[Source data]
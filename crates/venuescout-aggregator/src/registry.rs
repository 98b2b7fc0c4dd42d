//! Run identity and liveness.
//!
//! Each started run receives a [`RunToken`] carrying its generation number
//! and its own cancellation token. A run is live only while it is both the
//! newest generation and not cancelled, so a superseded run can never
//! publish over its successor even if it misses a cancellation checkpoint.

use std::sync::atomic::{AtomicU64, Ordering};
use std::sync::{Arc, Mutex, PoisonError};

use tokio_util::sync::CancellationToken;

#[derive(Debug, Default)]
pub struct RunRegistry {
    generation: Arc<AtomicU64>,
    current: Mutex<Option<CancellationToken>>,
}

impl RunRegistry {
    #[must_use]
    pub fn new() -> Self {
        Self::default()
    }

    /// Starts a new run generation, cancelling whichever run was live.
    pub fn begin(&self) -> RunToken {
        let mut current = self
            .current
            .lock()
            .unwrap_or_else(PoisonError::into_inner);
        if let Some(previous) = current.take() {
            previous.cancel();
        }
        let cancel = CancellationToken::new();
        *current = Some(cancel.clone());
        let id = self.generation.fetch_add(1, Ordering::SeqCst) + 1;
        tracing::debug!(run_id = id, "run generation started");

        RunToken {
            id,
            generation: Arc::clone(&self.generation),
            cancel,
        }
    }

    /// Cancels the live run, if any. Returns whether one was cancelled.
    pub fn cancel_current(&self) -> bool {
        let current = self
            .current
            .lock()
            .unwrap_or_else(PoisonError::into_inner);
        match current.as_ref() {
            Some(token) if !token.is_cancelled() => {
                token.cancel();
                true
            }
            _ => false,
        }
    }

    /// Generation number of the most recently started run (0 before any).
    #[must_use]
    pub fn current_id(&self) -> u64 {
        self.generation.load(Ordering::SeqCst)
    }
}

/// Handle a run consults at every checkpoint.
#[derive(Debug, Clone)]
pub struct RunToken {
    id: u64,
    generation: Arc<AtomicU64>,
    cancel: CancellationToken,
}

impl RunToken {
    /// A token outside any registry, for one-off terminal runs.
    #[must_use]
    pub fn detached() -> Self {
        Self {
            id: 1,
            generation: Arc::new(AtomicU64::new(1)),
            cancel: CancellationToken::new(),
        }
    }

    #[must_use]
    pub fn id(&self) -> u64 {
        self.id
    }

    #[must_use]
    pub fn is_live(&self) -> bool {
        !self.cancel.is_cancelled() && self.generation.load(Ordering::SeqCst) == self.id
    }

    /// Whether no newer run has been started, cancelled or not.
    #[must_use]
    pub fn is_current(&self) -> bool {
        self.generation.load(Ordering::SeqCst) == self.id
    }

    pub fn cancel(&self) {
        self.cancel.cancel();
    }
}
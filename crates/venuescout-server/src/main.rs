mod api;
mod middleware;
mod script_loader;
mod session;

use std::sync::Arc;
use std::time::Duration;

use tracing_subscriber::EnvFilter;
use venuescout_aggregator::{Aggregator, Constraints, SearchArea};
use venuescout_core::{load_categories, AppConfig, CategoryTable, VenueSource};
use venuescout_places::PlacesClient;

use crate::{
    api::{build_app, AppState},
    script_loader::ScriptLoader,
    session::{RunSession, VenueAggregator},
};

#[tokio::main]
async fn main() -> anyhow::Result<()> {
    dotenvy::dotenv().ok();
    let config = Arc::new(venuescout_core::load_app_config()?);
    let env_filter = EnvFilter::try_from_default_env()
        .or_else(|_| EnvFilter::try_new(config.log_level.clone()))?;
    tracing_subscriber::fmt().with_env_filter(env_filter).init();

    let categories = match &config.categories_path {
        Some(path) => load_categories(path)?,
        None => CategoryTable::builtin(),
    };

    let http = reqwest::Client::builder()
        .timeout(Duration::from_secs(config.request_timeout_secs))
        .user_agent(config.user_agent.clone())
        .build()?;

    let state = AppState {
        aggregator: build_aggregator(&config)?,
        categories: Arc::new(categories),
        session: Arc::new(RunSession::new()),
        scripts: Arc::new(ScriptLoader::new(http.clone())),
        http,
        config: Arc::clone(&config),
    };
    let app = build_app(state);

    tracing::info!(bind_addr = %config.bind_addr, env = %config.env, "venuescout server listening");
    let listener = tokio::net::TcpListener::bind(config.bind_addr).await?;
    axum::serve(listener, app)
        .with_graceful_shutdown(shutdown_signal())
        .await?;
    Ok(())
}

/// Builds the aggregation engine when an API key is configured. Without one
/// the server still starts; run endpoints answer `configuration_missing`.
fn build_aggregator(config: &AppConfig) -> anyhow::Result<Option<Arc<VenueAggregator>>> {
    if config.require_api_key().is_err() {
        tracing::warn!("GOOGLE_MAPS_API_KEY not set; venue searches are disabled");
        return Ok(None);
    }

    let client = PlacesClient::from_app_config(config)?;
    let source: Arc<dyn VenueSource> = Arc::new(client);
    Ok(Some(Arc::new(Aggregator::new(
        source,
        Constraints::from_app_config(config),
        SearchArea::from_app_config(config),
    ))))
}

async fn shutdown_signal() {
    let ctrl_c = async {
        tokio::signal::ctrl_c()
            .await
            .expect("failed to listen for ctrl-c");
    };

    #[cfg(unix)]
    let terminate = async {
        tokio::signal::unix::signal(tokio::signal::unix::SignalKind::terminate())
            .expect("failed to install signal handler")
            .recv()
            .await;
    };

    #[cfg(not(unix))]
    let terminate = std::future::pending::<()>();

    tokio::select! {
        () = ctrl_c => {},
        () = terminate => {},
    }

    tracing::info!("received shutdown signal, starting graceful shutdown");
}
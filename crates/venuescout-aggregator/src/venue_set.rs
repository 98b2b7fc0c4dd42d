//! The accumulated, id-keyed venue set of a run.

use std::collections::HashMap;

use venuescout_core::{MergePolicy, RawResult, Venue, VenueDetails};

/// Venues keyed by id. Iteration follows first-insertion order; a merge into
/// an existing key keeps that key's position.
#[derive(Debug, Clone, Default)]
pub struct VenueSet {
    venues: HashMap<String, Venue>,
    order: Vec<String>,
}

impl VenueSet {
    #[must_use]
    pub fn new() -> Self {
        Self::default()
    }

    /// Rebuilds a set from a previously disclosed venue list.
    #[must_use]
    pub fn from_venues(venues: Vec<Venue>, policy: MergePolicy) -> Self {
        let mut set = Self::new();
        for venue in venues {
            set.merge(venue, policy);
        }
        set
    }

    /// Inserts `venue`, or folds it into the entry already holding its id.
    pub fn merge(&mut self, venue: Venue, policy: MergePolicy) {
        match self.venues.get_mut(&venue.id) {
            Some(existing) => existing.merge(venue, policy),
            None => {
                self.order.push(venue.id.clone());
                self.venues.insert(venue.id.clone(), venue);
            }
        }
    }

    #[must_use]
    pub fn contains(&self, id: &str) -> bool {
        self.venues.contains_key(id)
    }

    #[must_use]
    pub fn get(&self, id: &str) -> Option<&Venue> {
        self.venues.get(id)
    }

    #[must_use]
    pub fn len(&self) -> usize {
        self.venues.len()
    }

    #[must_use]
    pub fn is_empty(&self) -> bool {
        self.venues.is_empty()
    }

    /// Folds a page into the set. Records for held ids are merged into their
    /// entries under `policy` and need no enrichment. The rest are returned
    /// for enrichment: one record per new id (a repeat within the page is
    /// folded into the earlier one, last seen winning), capped at `capacity`.
    pub fn absorb(
        &mut self,
        results: Vec<RawResult>,
        capacity: usize,
        policy: MergePolicy,
        category: &str,
        city: &str,
    ) -> Vec<RawResult> {
        let mut positions: HashMap<String, usize> = HashMap::new();
        let mut refreshed = 0usize;
        let mut fresh: Vec<RawResult> = Vec::new();
        for result in results {
            if let Some(held) = self.venues.get_mut(&result.id) {
                let incoming = result.into_venue(VenueDetails::default(), category, city);
                held.merge_search(incoming, policy);
                refreshed += 1;
            } else if let Some(&pos) = positions.get(&result.id) {
                fresh[pos].merge(result, policy);
                refreshed += 1;
            } else {
                positions.insert(result.id.clone(), fresh.len());
                fresh.push(result);
            }
        }

        let over_capacity = fresh.len().saturating_sub(capacity);
        fresh.truncate(capacity);
        if refreshed > 0 || over_capacity > 0 {
            tracing::debug!(
                refreshed,
                over_capacity,
                fresh = fresh.len(),
                "page deduplicated"
            );
        }
        fresh
    }

    /// Venues in insertion order.
    #[must_use]
    pub fn snapshot(&self) -> Vec<Venue> {
        self.order
            .iter()
            .filter_map(|id| self.venues.get(id))
            .cloned()
            .collect()
    }

    #[must_use]
    pub fn into_venues(mut self) -> Vec<Venue> {
        self.order
            .iter()
            .filter_map(|id| self.venues.remove(id))
            .collect()
    }
}

#[cfg(test)]
mod tests {
    use super::*;

    fn venue(id: &str, name: &str) -> Venue {
        Venue {
            id: id.to_owned(),
            name: name.to_owned(),
            rating: None,
            location: None,
            address: None,
            district: None,
            website: None,
            maps_url: None,
            photos: Vec::new(),
            description: None,
            opening_hours: None,
            category: "Gym".to_owned(),
        }
    }

    fn raw(id: &str) -> RawResult {
        RawResult {
            id: id.to_owned(),
            name: format!("Venue {id}"),
            rating: None,
            location: None,
            address: None,
            photos: Vec::new(),
        }
    }

    #[test]
    fn merge_never_duplicates_an_id() {
        let mut set = VenueSet::new();
        set.merge(venue("a", "First"), MergePolicy::Replace);
        set.merge(venue("b", "Other"), MergePolicy::Replace);
        set.merge(venue("a", "Second"), MergePolicy::Replace);

        assert_eq!(set.len(), 2);
        assert_eq!(set.get("a").unwrap().name, "Second");
        let ids: Vec<_> = set.snapshot().into_iter().map(|v| v.id).collect();
        assert_eq!(ids, ["a", "b"], "merged key keeps its position");
    }

    #[test]
    fn patch_merge_keeps_populated_fields() {
        let mut set = VenueSet::new();
        let mut enriched = venue("a", "Club");
        enriched.website = Some("https://club.example".to_owned());
        set.merge(enriched, MergePolicy::Patch);
        set.merge(venue("a", "Club Renamed"), MergePolicy::Patch);

        let stored = set.get("a").unwrap();
        assert_eq!(stored.name, "Club Renamed");
        assert_eq!(stored.website.as_deref(), Some("https://club.example"));
    }

    #[test]
    fn replace_merge_overwrites_everything() {
        let mut set = VenueSet::new();
        let mut enriched = venue("a", "Club");
        enriched.website = Some("https://club.example".to_owned());
        set.merge(enriched, MergePolicy::Replace);
        set.merge(venue("a", "Club"), MergePolicy::Replace);

        assert_eq!(set.get("a").unwrap().website, None);
    }

    #[test]
    fn absorb_returns_only_new_ids() {
        let mut set = VenueSet::new();
        set.merge(venue("a", "Held"), MergePolicy::Replace);

        let fresh = set.absorb(
            vec![raw("a"), raw("b"), raw("c"), raw("b")],
            usize::MAX,
            MergePolicy::Replace,
            "Gym",
            "Cape Town",
        );
        let ids: Vec<_> = fresh.iter().map(|r| r.id.as_str()).collect();
        assert_eq!(ids, ["b", "c"]);
        assert_eq!(set.len(), 1);
    }

    #[test]
    fn absorb_folds_repeats_of_held_ids() {
        let mut set = VenueSet::new();
        let mut held = venue("a", "Old Name");
        held.website = Some("https://a.example".to_owned());
        held.rating = Some(4.0);
        set.merge(held, MergePolicy::Replace);

        let repeat = RawResult {
            name: "New Name".to_owned(),
            ..raw("a")
        };
        let fresh = set.absorb(vec![repeat], 10, MergePolicy::Replace, "Gym", "Cape Town");

        assert!(fresh.is_empty());
        let stored = set.get("a").unwrap();
        assert_eq!(stored.name, "New Name");
        assert_eq!(stored.rating, None, "replace takes the repeat's rating as-is");
        assert_eq!(stored.website.as_deref(), Some("https://a.example"));
    }

    #[test]
    fn absorb_patch_keeps_populated_fields() {
        let mut set = VenueSet::new();
        let mut held = venue("a", "Old Name");
        held.rating = Some(4.0);
        set.merge(held, MergePolicy::Patch);

        let repeat = RawResult {
            name: "New Name".to_owned(),
            ..raw("a")
        };
        set.absorb(vec![repeat], 10, MergePolicy::Patch, "Gym", "Cape Town");

        let stored = set.get("a").unwrap();
        assert_eq!(stored.name, "New Name");
        assert_eq!(stored.rating, Some(4.0));
    }

    #[test]
    fn absorb_keeps_the_last_in_page_repeat() {
        let mut set = VenueSet::new();
        let later = RawResult {
            name: "Later".to_owned(),
            ..raw("b")
        };
        let fresh = set.absorb(
            vec![raw("b"), raw("c"), later],
            usize::MAX,
            MergePolicy::Replace,
            "Gym",
            "Cape Town",
        );
        let names: Vec<_> = fresh.iter().map(|r| r.name.as_str()).collect();
        assert_eq!(names, ["Later", "Venue c"]);
    }

    #[test]
    fn absorb_respects_capacity() {
        let mut set = VenueSet::new();
        let fresh = set.absorb(
            vec![raw("a"), raw("b"), raw("c")],
            2,
            MergePolicy::Replace,
            "Gym",
            "Cape Town",
        );
        assert_eq!(fresh.len(), 2);
        assert!(set
            .absorb(vec![raw("z")], 0, MergePolicy::Replace, "Gym", "Cape Town")
            .is_empty());
    }

    #[test]
    fn round_trips_through_venue_list() {
        let mut set = VenueSet::new();
        set.merge(venue("x", "X"), MergePolicy::Replace);
        set.merge(venue("y", "Y"), MergePolicy::Replace);
        let rebuilt = VenueSet::from_venues(set.clone().into_venues(), MergePolicy::Replace);
        assert_eq!(rebuilt.len(), 2);
        assert!(rebuilt.contains("x") && rebuilt.contains("y"));
    }
}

-- REQUIREMENT --
Your answer must be the lines from the first line of the records through the line containing "pub fn begin(&self)", copied exactly.

-- EXERCISE RESULT --
filename crates/venuescout-aggregator/src/registry.rs
repository 98b2b7fc0c4dd42d
//! Run identity and liveness.
//!
//! Each started run receives a [`RunToken`] carrying its generation number
//! and its own cancellation token. A run is live only while it is both the
//! newest generation and not cancelled, so a superseded run can never
//! publish over its successor even if it misses a cancellation checkpoint.

use std::sync::atomic::{AtomicU64, Ordering};
use std::sync::{Arc, Mutex, PoisonError};

use tokio_util::sync::CancellationToken;

#[derive(Debug, Default)]
pub struct RunRegistry {
    generation: Arc<AtomicU64>,
    current: Mutex<Option<CancellationToken>>,
}

impl RunRegistry {
    #[must_use]
    pub fn new() -> Self {
        Self::default()
    }

    /// Starts a new run generation, cancelling whichever run was live.
    pub fn begin(&self) -> RunToken {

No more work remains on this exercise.